Video showing two Oklahoma police officers using a stun gun against a non-combative man more than 50 times before the man was choked and later died was released on Tuesday by attorneys representing the man’s family.
The video shows Jared Lakey, 28, naked and lying on the ground in Wilson, a small town about 20 miles west of Ardmore, as the officers, Joshua Taylor and Brandon Dingman, repeatedly use stun guns against him over a span of about nine minutes on July 5, 2019.
Lakey died on July 6, 2019. Both officers were charged earlier this month with second-degree murder.
In the video, the officers repeatedly tell Lakey, who appears confused and disoriented but never combative, to put his hands behind his back. But they do not approach Lakey until the end of the video after a local deputy has arrived on the scene and put Lakey in a chokehold as he’s being handcuffed.
The officers later tell arriving first responders that Lakey had removed the stun gun prongs from his body and “fought and kicked” with officers, though that is never shown in the body camera or dashboard camera recordings. The video also shows the officers telling first responders that Lakey “must” have been on PCP, a powerful hallucinogen with a reported side effect of sometimes allowing users to withstand severe injuries.
However Lakey’s autopsy report revealed no drugs in his system, said Spencer Bryan, an attorney representing the Lakey family. And the video shows the officers repeatedly using stun guns on Lakey, often as he lay still on the ground.
“For lack of a better word it’s essentially torture,” Bryan said. “There’s no reason you should be Tasing someone for four minutes in a nine-minute encounter.”
The video released by the attorneys for Lakey’s family is cobbled together from multiple videos that show the encounter from multiple vantage points — Taylor’s body camera, Dingman’s body camera and a dashboard camera. The videos all appear on the screen simultaneously and give three vantage points of the interaction.
The video begins with a 911 call recording where a woman tells a dispatcher she had seen a man running “west on Ada” and “screaming.”
The initial camera recordings appear to be from Dingman’s body camera and a dashboard camera from Taylor’s squad car. Taylor doesn’t turn on his body camera until later in the encounter.
When Taylor arrives, Dingman is standing over a naked Lakey, with his stun gun pointed at the man.

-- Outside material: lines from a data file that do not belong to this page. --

//! ncslice: variable addressing and slicing for NetCDF datasets
//!
//! A Rust library that turns one or more NetCDF files (or one file with
//! groups) into a catalog of selectable variables, and turns a catalog entry
//! plus one selector token per dimension into a rank-reduced, missing-value
//! clean array ready for plotting.
//!
//! ## Key Features
//!
//! - **Catalog**: unlimited dimension, time axis and latitude/longitude
//!   detection per group, with `"name (dim=len,...)"` labels
//! - **Time decoding**: CF units in the common calendars, packed `%Y%m%d`
//!   dates, decimal years, with a fallback chain that never fails
//! - **Slicing**: `all`, index or one of eight NaN-skipping reductions per
//!   dimension, reading only the selected hyperslab
//! - **Missing values**: type default, user override, `_FillValue` and
//!   `missing_value` are all honoured
//! - **Cyclic grids**: seamless global maps by appending a cyclic longitude
//!
//! ## Module Organization
//!
//! - [`data_source`]: the [`DatasetHandle`] trait and [`DatasetSource`]
//! - [`netcdf_io`]: NetCDF backend
//! - [`memory`]: in-memory backend
//! - [`catalog`]: catalog building
//! - [`calendar`]: calendar-aware time decoding
//! - [`label`]: catalog labels
//! - [`missing`]: missing value resolution
//! - [`selector`]: selector tokens and slice evaluation
//! - [`statistics`]: NaN-skipping reductions
//! - [`cyclic`]: cyclic grid stitching
//! - [`render`]: per-redraw render requests
//! - [`config`]: engine configuration
//! - [`errors`]: centralized error handling
//!
//! ## Usage Example
//! ```rust,no_run
//! use ncslice::prelude::*;
//!
//! let files = ncslice::open_files(&["data.nc"]).unwrap();
//! let entries = files.iter().map(ncslice::file_entry).collect::<Result<Vec<_>>>().unwrap();
//! let source = DatasetSource::from_files(entries).unwrap();
//! let catalog = ncslice::analyse(&source);
//!
//! // mean over time of the first level of temperature
//! let tokens = parse_tokens("mean,0,all,all").unwrap();
//! let slice = ncslice::read_slice(
//!     &source,
//!     &catalog,
//!     "temp (time=12,lev=3,lat=90,lon=180)",
//!     &tokens,
//!     &EngineConfig::default(),
//!     TimeView::DecimalYear,
//! )
//! .unwrap();
//! println!("{} {:?}", slice.label, slice.values.shape());
//! ```

// Core modules
pub mod calendar;
pub mod catalog;
pub mod config;
pub mod cyclic;
pub mod data_source;
pub mod errors;
pub mod label;
pub mod memory;
pub mod missing;
pub mod netcdf_io;
pub mod render;
pub mod selector;
pub mod statistics;

// Direct re-exports for the public API
pub use calendar::*;
pub use catalog::*;
pub use config::*;
pub use cyclic::*;
pub use data_source::*;
pub use errors::*;
pub use label::*;
pub use memory::*;
pub use missing::*;
pub use netcdf_io::*;
pub use render::*;
pub use selector::*;
pub use statistics::*;

// High-level convenience API
pub mod prelude {
    //! Commonly used imports for convenience
    pub use crate::catalog::{analyse, Catalog};
    pub use crate::config::{CyclicOptions, EngineConfig};
    pub use crate::data_source::{DatasetHandle, DatasetSource, VariableInfo};
    pub use crate::errors::{NcSliceError, Result};
    pub use crate::label::{decode_label, encode_label, resolve_label, VariableAddress};
    pub use crate::render::{read_slice, TimeView};
    pub use crate::selector::{parse_tokens, AxisSelector, Token};
    pub use crate::statistics::{ReduceOp, StatisticalReduction};
}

The officers say “put your hands behind your back” three times to Lakey, who responds only with a stifled noise. One of the officers then says “non-compliance is only going to get you Tased.”

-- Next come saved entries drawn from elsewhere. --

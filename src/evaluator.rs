//! Evaluator adapters: the HTTP backtest service and a synthetic scoring surface.

use std::time::Duration;

use async_trait::async_trait;
use chrono::{DateTime, NaiveDate, Utc};
use reqwest::Client;
use serde::Deserialize;
use serde_json::{Value, json};

use crate::collab::{
    CacheCleaner, CostAssumptions, EvaluationRequest, EvaluationResult, Evaluator,
    ExecutionWindow, TradeEvent,
};
use crate::error::{OptimizerError, Result};
use crate::state_machine::{Metrics, Params};

const DEFAULT_COMMISSION: f64 = 0.0002;
const DEFAULT_CAPITAL: f64 = 10_000.0;
const DEFAULT_TIMEFRAME: &str = "1d";

fn get_str(params: &Params, key: &str) -> Option<String> {
    params.get(key).and_then(Value::as_str).map(str::to_string)
}

/// Reads a number that may also arrive as a numeric string.
fn get_f64(params: &Params, key: &str) -> Option<f64> {
    match params.get(key)? {
        Value::Number(n) => n.as_f64(),
        Value::String(s) => s.trim().parse().ok(),
        _ => None,
    }
}

fn get_bool(params: &Params, key: &str) -> bool {
    match params.get(key) {
        Some(Value::Bool(b)) => *b,
        Some(Value::Number(n)) => n.as_f64().is_some_and(|v| v != 0.0),
        Some(Value::String(s)) => s.eq_ignore_ascii_case("true"),
        _ => false,
    }
}

/// Parses an RFC 3339 timestamp or a `YYYY-MM-DD` date.
pub fn parse_date(raw: &str) -> Option<DateTime<Utc>> {
    if raw.contains('T') {
        return DateTime::parse_from_rfc3339(raw)
            .ok()
            .map(|d| d.with_timezone(&Utc));
    }
    let day = raw.get(..10).unwrap_or(raw);
    NaiveDate::parse_from_str(day, "%Y-%m-%d")
        .ok()
        .and_then(|d| d.and_hms_opt(0, 0, 0))
        .map(|d| d.and_utc())
}

fn date_or_now(params: &Params, key: &str) -> DateTime<Utc> {
    match get_str(params, key).as_deref().map(|raw| (raw, parse_date(raw))) {
        Some((_, Some(date))) => date,
        Some((raw, None)) => {
            tracing::warn!(key, raw, "unparseable date, using current time");
            Utc::now()
        }
        None => Utc::now(),
    }
}

impl EvaluationRequest {
    /// Derives an evaluation request from a flat parameter mapping.
    ///
    /// `strategy_keys` are the tunables owned by the strategy code; they are
    /// forwarded untouched in `strategy_params`.
    pub fn from_params<'a>(
        cache_key: &str,
        params: &Params,
        source_artifact: Option<String>,
        strategy_keys: impl IntoIterator<Item = &'a String>,
    ) -> Self {
        let strategy_params = strategy_keys
            .into_iter()
            .filter_map(|k| params.get(k).map(|v| (k.clone(), v.clone())))
            .collect();
        let timeframe = get_str(params, "selectedTimeframe")
            .or_else(|| get_str(params, "timeframe"))
            .unwrap_or_else(|| DEFAULT_TIMEFRAME.to_string());
        let leverage = get_f64(params, "leverage").map_or(1, |l| l.max(1.0) as u32);

        Self {
            merged_params: params.clone(),
            source_artifact,
            strategy_params,
            market: get_str(params, "market"),
            symbol: get_str(params, "symbol"),
            timeframe,
            initial_capital: get_f64(params, "initialCapital").unwrap_or(DEFAULT_CAPITAL),
            window: ExecutionWindow {
                start: date_or_now(params, "startDate"),
                end: date_or_now(params, "endDate"),
            },
            costs: CostAssumptions {
                commission: get_f64(params, "commission").unwrap_or(DEFAULT_COMMISSION),
                slippage: get_f64(params, "slippage").unwrap_or(0.0),
                leverage,
                direction: get_str(params, "tradeDirection").unwrap_or_else(|| "both".into()),
            },
            cache_key: cache_key.to_string(),
        }
    }

    /// Nested risk/position/scale configuration expected by the backtest engine.
    pub fn strategy_config(&self) -> Value {
        let p = &self.merged_params;
        let f = |k: &str| get_f64(p, k).unwrap_or(0.0);
        let scale = |prefix: &str| {
            json!({
                "enabled": get_bool(p, &format!("{prefix}Enabled")),
                "stepPct": f(&format!("{prefix}StepPct")),
                "sizePct": f(&format!("{prefix}SizePct")),
                "maxTimes": get_f64(p, &format!("{prefix}MaxTimes")).unwrap_or(0.0) as u32,
            })
        };
        json!({
            "params": self.strategy_params,
            "risk": {
                "stopLossPct": f("stopLossPct"),
                "takeProfitPct": f("takeProfitPct"),
                "trailing": {
                    "enabled": get_bool(p, "trailingEnabled"),
                    "pct": f("trailingStopPct"),
                    "activationPct": f("trailingActivationPct"),
                },
            },
            "position": {
                "entryPct": get_f64(p, "entryPct").unwrap_or(1.0),
            },
            "scale": {
                "trendAdd": scale("trendAdd"),
                "dcaAdd": scale("dcaAdd"),
                "trendReduce": scale("trendReduce"),
                "adverseReduce": scale("adverseReduce"),
            },
        })
    }
}

/// Talks to a backtest service over HTTP.
///
/// `POST {base}/api/indicator/backtest` runs a backtest;
/// `DELETE {base}/api/indicator/backtest/cache/{job_id}` drops its cached data.
pub struct HttpEvaluator {
    client: Client,
    base_url: String,
}

/// Response envelope; the payload may be wrapped in `data`.
#[derive(Debug, Deserialize)]
struct BacktestEnvelope {
    #[serde(default)]
    code: Option<i64>,
    #[serde(default)]
    msg: Option<String>,
    #[serde(default)]
    data: Option<Value>,
}

impl HttpEvaluator {
    pub fn new(base_url: impl Into<String>) -> Result<Self> {
        let client = Client::builder()
            .connect_timeout(Duration::from_secs(10))
            .timeout(Duration::from_secs(600))
            .build()?;
        Ok(Self {
            client,
            base_url: base_url.into().trim_end_matches('/').to_string(),
        })
    }

    fn body(request: &EvaluationRequest) -> Value {
        json!({
            "indicatorCode": request.source_artifact,
            "market": request.market,
            "symbol": request.symbol,
            "timeframe": request.timeframe,
            "startDate": request.window.start.to_rfc3339(),
            "endDate": request.window.end.to_rfc3339(),
            "initialCapital": request.initial_capital,
            "commission": request.costs.commission,
            "slippage": request.costs.slippage,
            "leverage": request.costs.leverage,
            "tradeDirection": request.costs.direction,
            "strategyConfig": request.strategy_config(),
            "cacheKey": request.cache_key,
        })
    }
}

/// Lenient decoding: numeric metrics only, null and non-numeric entries dropped.
fn parse_result(payload: Value) -> Result<EvaluationResult> {
    let Value::Object(mut obj) = payload else {
        return Err(OptimizerError::Evaluation(
            "backtest response is not an object".into(),
        ));
    };
    let metrics: Metrics = match obj.remove("metrics") {
        Some(Value::Object(m)) => m
            .into_iter()
            .filter_map(|(k, v)| v.as_f64().map(|v| (k, v)))
            .collect(),
        _ => {
            return Err(OptimizerError::Evaluation(
                "backtest response has no metrics".into(),
            ));
        }
    };
    let trade_events: Vec<TradeEvent> = match obj.remove("trades") {
        Some(v) if !v.is_null() => serde_json::from_value(v)?,
        _ => Vec::new(),
    };
    let market_context = obj.remove("market_context").filter(|v| !v.is_null());
    Ok(EvaluationResult {
        metrics,
        trade_events,
        market_context,
    })
}

#[async_trait]
impl Evaluator for HttpEvaluator {
    async fn evaluate(&self, request: &EvaluationRequest) -> Result<EvaluationResult> {
        let url = format!("{}/api/indicator/backtest", self.base_url);
        let response = self
            .client
            .post(&url)
            .json(&Self::body(request))
            .send()
            .await?;

        let status = response.status();
        if !status.is_success() {
            let message = response.text().await.unwrap_or_default();
            return Err(OptimizerError::Evaluation(format!(
                "backtest service returned {}: {message}",
                status.as_u16()
            )));
        }

        let raw: Value = response.json().await?;
        let envelope: BacktestEnvelope = serde_json::from_value(raw.clone())?;
        match envelope {
            BacktestEnvelope {
                code: Some(code), msg, ..
            } if code != 1 && code != 0 => Err(OptimizerError::Evaluation(
                msg.unwrap_or_else(|| format!("backtest service error code {code}")),
            )),
            BacktestEnvelope { data: Some(data), .. } => parse_result(data),
            _ => parse_result(raw),
        }
    }
}

#[async_trait]
impl CacheCleaner for HttpEvaluator {
    async fn cleanup(&self, job_id: &str) -> Result<()> {
        let url = format!("{}/api/indicator/backtest/cache/{job_id}", self.base_url);
        let response = self.client.delete(&url).send().await?;
        let status = response.status();
        // Already gone counts as cleaned.
        if status.is_success() || status == reqwest::StatusCode::NOT_FOUND {
            Ok(())
        } else {
            Err(OptimizerError::Cleanup(format!(
                "cache cleanup returned {}",
                status.as_u16()
            )))
        }
    }
}

/// Deterministic scoring surface used by the demo.
///
/// `totalReturn` peaks when every numeric parameter named in `optimum` sits at
/// its optimum value and falls off quadratically in relative distance.
pub struct SyntheticEvaluator {
    optimum: Params,
    peak_return: f64,
}

impl SyntheticEvaluator {
    pub fn new(optimum: Params) -> Self {
        Self {
            optimum,
            peak_return: 0.35,
        }
    }

    fn distance(&self, params: &Params) -> f64 {
        self.optimum
            .iter()
            .filter_map(|(k, target)| {
                let target = target.as_f64()?;
                let value = get_f64(params, k)?;
                let scale = if target.abs() > f64::EPSILON { target.abs() } else { 1.0 };
                Some(((value - target) / scale).powi(2))
            })
            .sum()
    }
}

#[async_trait]
impl Evaluator for SyntheticEvaluator {
    async fn evaluate(&self, request: &EvaluationRequest) -> Result<EvaluationResult> {
        let d = self.distance(&request.merged_params);
        let total_return = self.peak_return - 0.5 * d;
        let capital = request.initial_capital;
        let trades = (0..4)
            .map(|i| {
                let profit = if i % 2 == 1 { capital * total_return / 2.0 } else { 0.0 };
                TradeEvent {
                    time: format!("2024-01-{:02} 00:00", i * 7 + 1),
                    kind: if i % 2 == 0 { "open_long" } else { "close_long" }.to_string(),
                    price: 100.0 + i as f64,
                    amount: 1.0,
                    profit,
                    balance: capital + profit * f64::from(i / 2 + 1),
                }
            })
            .collect();

        let metrics = Metrics::from([
            ("totalReturn".to_string(), total_return),
            ("annualReturn".to_string(), total_return * 1.2),
            ("maxDrawdown".to_string(), -(0.05 + d.min(1.0) * 0.3)),
            ("winRate".to_string(), (0.5 - d * 0.2).clamp(0.0, 1.0)),
            ("sharpeRatio".to_string(), total_return * 5.0),
            ("totalTrades".to_string(), 2.0),
        ]);
        Ok(EvaluationResult {
            metrics,
            trade_events: trades,
            market_context: Some(json!({"trend": "Sideways", "volatility_std": 1.8})),
        })
    }
}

Bryan said the Wilson Police Department’s use of force policy “places Taser use at the same point in the use of force spectrum as handcuffing.”
“Any passive noncompliance authorizes the use of a Taser which is an extraordinary misuse of the device,” Bryan said. “Most departments identify the Taser as a tool of last resort before moving to deadly force because the Taser is not a non-lethal device it’s a less-lethal device.”

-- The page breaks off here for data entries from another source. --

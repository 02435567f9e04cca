//! Interface de linha de comando do backtune baseada em clap.
//!
//! Define a struct [`Cli`] com subcomandos [`Command`] (run, demo)
//! e flags globais (--model, --max-iterations, --target-metric, --verbose).

use std::path::PathBuf;

use clap::{Parser, Subcommand};

/// backtune: otimizador iterativo de parâmetros de backtest guiado por LLM.
#[derive(Debug, Parser)]
#[command(name = "backtune", version, about)]
pub struct Cli {
    #[command(subcommand)]
    pub command: Command,

    /// Modelo a usar para sugestões (sobrescreve o do arquivo de job).
    #[arg(long, global = true)]
    pub model: Option<String>,

    /// Número máximo de rodadas de otimização.
    #[arg(long, global = true)]
    pub max_iterations: Option<u32>,

    /// Métrica a maximizar (ex.: totalReturn, sharpeRatio, winRate).
    #[arg(long, global = true)]
    pub target_metric: Option<String>,

    /// Habilita saída detalhada (verbose).
    #[arg(long, short, global = true, default_value_t = false)]
    pub verbose: bool,
}

#[derive(Debug, Subcommand)]
pub enum Command {
    /// Otimiza a estratégia descrita em um arquivo JSON ou TOML.
    Run {
        /// Caminho para a especificação do job.
        spec: PathBuf,
    },

    /// Executa uma otimização de demonstração contra um avaliador sintético.
    Demo,
}

#[cfg(test)]
mod tests {
    use super::*;
    use clap::CommandFactory;

    #[test]
    fn cli_parses_run_subcommand() {
        let cli = Cli::parse_from(["backtune", "run", "jobs/btc.json"]);
        match cli.command {
            Command::Run { spec } => assert_eq!(spec, PathBuf::from("jobs/btc.json")),
            _ => panic!("expected Run command"),
        }
    }

    #[test]
    fn cli_parses_global_flags() {
        let cli = Cli::parse_from([
            "backtune",
            "--model",
            "claude-opus-4-6",
            "--max-iterations",
            "5",
            "--target-metric",
            "sharpeRatio",
            "--verbose",
            "demo",
        ]);
        assert!(cli.verbose);
        assert_eq!(cli.model.as_deref(), Some("claude-opus-4-6"));
        assert_eq!(cli.max_iterations, Some(5));
        assert_eq!(cli.target_metric.as_deref(), Some("sharpeRatio"));
        assert!(matches!(cli.command, Command::Demo));
    }

    #[test]
    fn cli_verify() {
        Cli::command().debug_assert();
    }
}
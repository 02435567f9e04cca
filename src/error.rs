use thiserror::Error;

pub use crate::anthropic::AnthropicError;

#[derive(Debug, Error)]
pub enum OptimizerError {
    #[error("Config error: {0}")]
    Config(String),

    #[error("Unknown control action: {0}")]
    InvalidAction(String),

    #[error("Evaluation failed: {0}")]
    Evaluation(String),

    #[error("Suggestion failed: {0}")]
    Suggestion(String),

    #[error("Strategy analysis failed: {0}")]
    Analysis(String),

    #[error("Cleanup failed: {0}")]
    Cleanup(String),

    #[error("Anthropic API error: {0}")]
    Anthropic(#[from] AnthropicError),

    #[error("HTTP error: {0}")]
    Http(#[from] reqwest::Error),

    #[error("IO error: {0}")]
    Io(#[from] std::io::Error),

    #[error("JSON error: {0}")]
    Json(#[from] serde_json::Error),

    #[error("TOML parse error: {0}")]
    Toml(#[from] toml::de::Error),
}

pub type Result<T> = std::result::Result<T, OptimizerError>;

/// Classifies a failure inside a job run for narration and propagation.
///
/// Only [`FailureKind::Fatal`] terminates a job; every other kind is isolated
/// to the iteration it happened in.
#[derive(Debug, Clone, Copy, PartialEq, Eq, serde::Serialize, serde::Deserialize)]
pub enum FailureKind {
    /// Baseline evaluation failed; the job ends as `failed`.
    Fatal,
    /// An optimization-round evaluation failed; the round is skipped.
    Recoverable,
    /// The suggester produced no usable parameters; the round is skipped.
    EmptySuggestion,
    /// Releasing evaluator-side caches failed; logged only.
    Cleanup,
}

impl std::fmt::Display for FailureKind {
    fn fmt(&self, f: &mut std::fmt::Formatter<'_>) -> std::fmt::Result {
        match self {
            FailureKind::Fatal => write!(f, "Fatal"),
            FailureKind::Recoverable => write!(f, "Recoverable"),
            FailureKind::EmptySuggestion => write!(f, "EmptySuggestion"),
            FailureKind::Cleanup => write!(f, "Cleanup"),
        }
    }
}
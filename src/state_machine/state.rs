use std::fmt;
use std::str::FromStr;

use serde::{Deserialize, Serialize};

use crate::error::OptimizerError;

/// Lifecycle status of an optimization job.
///
/// `pending → running ⇄ paused`, and from `running` (or a `paused` job whose
/// loop ran out of budget) to one of the terminal states.
#[derive(Debug, Clone, Copy, PartialEq, Eq, Serialize, Deserialize)]
#[serde(rename_all = "lowercase")]
pub enum JobStatus {
    Pending,
    Running,
    Paused,
    Completed,
    Failed,
    Cancelled,
}

impl JobStatus {
    pub fn is_terminal(self) -> bool {
        matches!(
            self,
            JobStatus::Completed | JobStatus::Failed | JobStatus::Cancelled
        )
    }

    /// Whether the state machine allows moving from `self` to `next`.
    pub fn can_transition_to(self, next: JobStatus) -> bool {
        use JobStatus::*;
        match (self, next) {
            (Pending, Running) => true,
            // Stop may arrive before the runner picks the job up.
            (Pending, Cancelled) => true,
            (Running, Paused) | (Paused, Running) => true,
            (Running, Completed | Failed | Cancelled) => true,
            // A pause can land while the last collaborator call is in flight.
            (Paused, Completed | Failed | Cancelled) => true,
            _ => false,
        }
    }
}

impl fmt::Display for JobStatus {
    fn fmt(&self, f: &mut fmt::Formatter<'_>) -> fmt::Result {
        let s = match self {
            JobStatus::Pending => "pending",
            JobStatus::Running => "running",
            JobStatus::Paused => "paused",
            JobStatus::Completed => "completed",
            JobStatus::Failed => "failed",
            JobStatus::Cancelled => "cancelled",
        };
        f.write_str(s)
    }
}

/// External control request applied through the registry.
#[derive(Debug, Clone, Copy, PartialEq, Eq, Serialize, Deserialize)]
#[serde(rename_all = "lowercase")]
pub enum ControlAction {
    Pause,
    Resume,
    Stop,
}

impl FromStr for ControlAction {
    type Err = OptimizerError;

    fn from_str(s: &str) -> Result<Self, Self::Err> {
        match s.trim().to_ascii_lowercase().as_str() {
            "pause" => Ok(ControlAction::Pause),
            "resume" => Ok(ControlAction::Resume),
            "stop" => Ok(ControlAction::Stop),
            other => Err(OptimizerError::InvalidAction(other.to_string())),
        }
    }
}

impl fmt::Display for ControlAction {
    fn fmt(&self, f: &mut fmt::Formatter<'_>) -> fmt::Result {
        match self {
            ControlAction::Pause => write!(f, "pause"),
            ControlAction::Resume => write!(f, "resume"),
            ControlAction::Stop => write!(f, "stop"),
        }
    }
}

The officers use the stun guns on Lakey a few more times, then ask for assistance from another local agency, saying that Lakey “keeps attempting to fight with us. We have three Tasers deployed at this time … still combative.”
Lakey, at one point does attempt to stand up, but he is quickly Tasered by the officers and goes to the ground while screaming. The stun gun usage continues for minutes, often as Lakey is lying on the ground and unmoving.
Eventually a local deputy arrives and the video shows him slowly approaching Lakey from behind, then placing him in a chokehold for about 40 seconds as the officers handcuff Lakey. After Lakey is handcuffed, the video shows officers realize that he is not breathing. One of the officers begins to slap Lakey on the back, though it’s not effective.
Bryan said he believes the chokehold exacerbated issues related to the repeated stun gun use and resulted in Lakey’s death. The deputy who placed Lakey in the chokehold was not charged criminally.
“It’s well known at this point that Taser use creates a buildup of lactic acid in the body just the same as if you were running a marathon or lifting weights,” Bryan said. “As that builds up in your system it can cause organ failure. In this case you have overwhelming application of that force and it’s immediately followed by this extended chokehold by this deputy … the way the body rids itself of that is through oxygenation and it can’t do that if you’re keeping the body from taking in oxygen.”
The video shows the officers, realizing that Lakey is in distress, folding him over forward so that his head is pointed toward the ground, and slapping him on the back.
“Slapping on the back won’t cause oxygen to return to the body,” Bryan said. “The video shows that for over three minutes they do nothing to help him.”
At the end of the video, Lakey can be seen not breathing and unable to hold his head up. One officer asks if Lakey is breathing, and the other responds “No, you might want to tell them (medical personnel) to step it up.”